━━ Material for this exercise ━━
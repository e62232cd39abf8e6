//! Configuration error types.

use owo_colors::{OwoColorize, Stream, Style};
use std::fmt;
use std::path::PathBuf;
use thiserror::Error;

/// Configuration-related errors
#[derive(Debug, Error)]
pub enum ConfigError {
    #[error("IO error when reading `{0}`")]
    Io(PathBuf, #[source] std::io::Error),

    #[error("Config file parsing error")]
    Toml(#[from] toml::de::Error),

    // No #[from]: the violations are already listed in the message.
    #[error("{0}")]
    Invalid(ConfigDiagnostics),
}

/// One rejected config value.
#[derive(Debug, Clone)]
struct Violation {
    field: &'static str,
    message: String,
    hint: Option<String>,
}

/// Validation errors collected across all sections before failing.
#[derive(Debug, Default)]
pub struct ConfigDiagnostics {
    violations: Vec<Violation>,
}

impl ConfigDiagnostics {
    pub fn new() -> Self {
        Self::default()
    }

    pub fn error(&mut self, field: &'static str, message: impl Into<String>) {
        self.violations.push(Violation {
            field,
            message: message.into(),
            hint: None,
        });
    }

    pub fn error_with_hint(
        &mut self,
        field: &'static str,
        message: impl Into<String>,
        hint: impl Into<String>,
    ) {
        self.violations.push(Violation {
            field,
            message: message.into(),
            hint: Some(hint.into()),
        });
    }

    /// `Ok` when nothing was rejected.
    pub fn into_result(self) -> Result<(), ConfigError> {
        if self.violations.is_empty() {
            Ok(())
        } else {
            Err(ConfigError::Invalid(self))
        }
    }

    /// Rejected field paths, in the order they were reported.
    #[cfg(test)]
    pub fn fields(&self) -> Vec<&'static str> {
        self.violations.iter().map(|v| v.field).collect()
    }
}

/// Render `text` in `style` when stderr supports color.
fn paint(text: &str, style: Style) -> String {
    text.if_supports_color(Stream::Stderr, |t| t.style(style))
        .to_string()
}

impl fmt::Display for ConfigDiagnostics {
    fn fmt(&self, f: &mut fmt::Formatter<'_>) -> fmt::Result {
        write!(
            f,
            "{}",
            paint("invalid configuration:", Style::new().red().bold())
        )?;
        for v in &self.violations {
            write!(
                f,
                "\n  {} {}",
                paint(v.field, Style::new().cyan()),
                v.message
            )?;
            if let Some(hint) = &v.hint {
                write!(f, " ({} {hint})", paint("hint:", Style::new().yellow()))?;
            }
        }
        Ok(())
    }
}

#[cfg(test)]
mod tests {
    use super::*;
    use std::io::{Error, ErrorKind};

    #[test]
    fn test_config_error_display() {
        let io_err = ConfigError::Io(
            PathBuf::from("news-sitemap.toml"),
            Error::new(ErrorKind::PermissionDenied, "denied"),
        );
        let display = format!("{io_err}");
        assert!(display.contains("IO error"));
        assert!(display.contains("news-sitemap.toml"));
    }

    #[test]
    fn test_empty_diagnostics_is_ok() {
        assert!(ConfigDiagnostics::new().into_result().is_ok());
    }

    #[test]
    fn test_diagnostics_listing_without_color() {
        owo_colors::set_override(false);

        let mut diag = ConfigDiagnostics::new();
        diag.error("feed.url", "invalid URL");
        diag.error_with_hint("feed.timeout_secs", "zero", "the default is 30");
        assert_eq!(diag.fields(), vec!["feed.url", "feed.timeout_secs"]);

        let err = diag.into_result().unwrap_err();
        assert_eq!(
            err.to_string(),
            "invalid configuration:\n  feed.url invalid URL\n  feed.timeout_secs zero (hint: the default is 30)"
        );
    }
}
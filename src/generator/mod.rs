//! Output generators.
//!
//! - **Sitemap**: Google News sitemap (`news-sitemap.xml`) built from fetched posts

pub mod sitemap;
//! Terminal UI: one human against the computer.

mod app;
mod input;
mod ui;

pub use app::App;
pub use input::{Action, Direction, action_for, move_cursor};

use anyhow::Result;
use crossterm::{
    event::{self, Event, KeyEventKind},
    execute,
    terminal::{EnterAlternateScreen, LeaveAlternateScreen, disable_raw_mode, enable_raw_mode},
};
use ratatui::{Terminal, backend::CrosstermBackend};
use std::io::{self, Stdout};
use std::time::Duration;
use tracing::{debug, error, info, instrument};

use crate::config::AppConfig;

const POLL_INTERVAL: Duration = Duration::from_millis(250);

type Tui = Terminal<CrosstermBackend<Stdout>>;

/// Runs the terminal UI until the user quits.
#[instrument(skip(config))]
pub fn run(config: AppConfig) -> Result<()> {
    info!("Starting terminal UI");

    let mut terminal = setup_or_restore(setup_terminal, restore_terminal)?;

    let mut app = App::new(config);
    let res = run_app(&mut terminal, &mut app);

    restore_terminal()?;
    terminal.show_cursor()?;

    if let Err(err) = &res {
        error!(error = ?err, "Game loop error");
    }
    info!(
        games = app.session().scores().games(),
        "Terminal UI closed"
    );
    res
}

fn setup_terminal() -> Result<Tui> {
    enable_raw_mode()?;
    let mut stdout = io::stdout();
    execute!(stdout, EnterAlternateScreen)?;
    Ok(Terminal::new(CrosstermBackend::new(stdout))?)
}

fn restore_terminal() -> Result<()> {
    disable_raw_mode()?;
    execute!(io::stdout(), LeaveAlternateScreen)?;
    Ok(())
}

/// Runs `setup`, calling `restore` before returning its error.
fn setup_or_restore<T>(
    setup: impl FnOnce() -> Result<T>,
    restore: impl FnOnce() -> Result<()>,
) -> Result<T> {
    setup().or_else(|err| {
        if let Err(restore_err) = restore() {
            error!(error = ?restore_err, "Failed to restore terminal");
        }
        Err(err)
    })
}

fn run_app(terminal: &mut Tui, app: &mut App) -> Result<()> {
    loop {
        terminal.draw(|frame| ui::draw(frame, app))?;

        if !event::poll(POLL_INTERVAL)? {
            continue;
        }
        if let Event::Key(key) = event::read()? {
            if key.kind != KeyEventKind::Press {
                continue;
            }
            if let Some(action) = action_for(key.code) {
                debug!(?action, "Key pressed");
                app.handle(action);
            }
        }

        if app.should_quit() {
            return Ok(());
        }
    }
}
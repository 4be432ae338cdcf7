//! Core domain types for tic-tac-toe.

use serde::{Deserialize, Serialize};

/// One of the two sides at the table.
///
/// The human always moves first.
#[derive(
    Debug, Clone, Copy, PartialEq, Eq, Hash, Serialize, Deserialize, strum::EnumIter, strum::Display,
)]
pub enum Side {
    /// The human player (moves first, marks `X`).
    Player,
    /// The computer opponent (marks `O`).
    Ai,
}

impl Side {
    /// Returns the other side.
    pub fn opponent(self) -> Self {
        match self {
            Side::Player => Side::Ai,
            Side::Ai => Side::Player,
        }
    }

    /// Outcome reported when this side completes a line.
    pub fn win(self) -> Outcome {
        match self {
            Side::Player => Outcome::PlayerWin,
            Side::Ai => Outcome::AiWin,
        }
    }

    /// Notation character for this side's mark.
    pub fn symbol(self) -> char {
        match self {
            Side::Player => 'X',
            Side::Ai => 'O',
        }
    }
}

/// A cell on the board.
#[derive(Debug, Clone, Copy, PartialEq, Eq, Hash, Default, Serialize, Deserialize)]
pub enum Cell {
    /// Nobody has played here.
    #[default]
    Empty,
    /// Cell holds a side's mark.
    Marked(Side),
}

impl Cell {
    /// Returns the side owning this cell, if any.
    pub fn side(self) -> Option<Side> {
        match self {
            Cell::Empty => None,
            Cell::Marked(side) => Some(side),
        }
    }
}

/// Status of a game.
///
/// Exactly one outcome holds for any reachable board.
#[derive(
    Debug, Clone, Copy, PartialEq, Eq, Hash, Default, Serialize, Deserialize, derive_more::Display,
)]
pub enum Outcome {
    /// Moves can still be made.
    #[default]
    #[display("In progress")]
    InProgress,
    /// The human completed a line.
    #[display("Player wins")]
    PlayerWin,
    /// The computer completed a line.
    #[display("AI wins")]
    AiWin,
    /// Board filled with no line completed.
    #[display("Draw")]
    Draw,
}

impl Outcome {
    /// Returns true once the game has ended.
    pub fn is_over(self) -> bool {
        self != Outcome::InProgress
    }

    /// Returns the winning side, if the game ended in a win.
    pub fn winner(self) -> Option<Side> {
        match self {
            Outcome::PlayerWin => Some(Side::Player),
            Outcome::AiWin => Some(Side::Ai),
            Outcome::InProgress | Outcome::Draw => None,
        }
    }
}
━━━
Scan the data above for the word "Runs". Copy every line in which it is found.

/// Runs the terminal UI until the user quits.
/// Runs `setup`, calling `restore` before returning its error.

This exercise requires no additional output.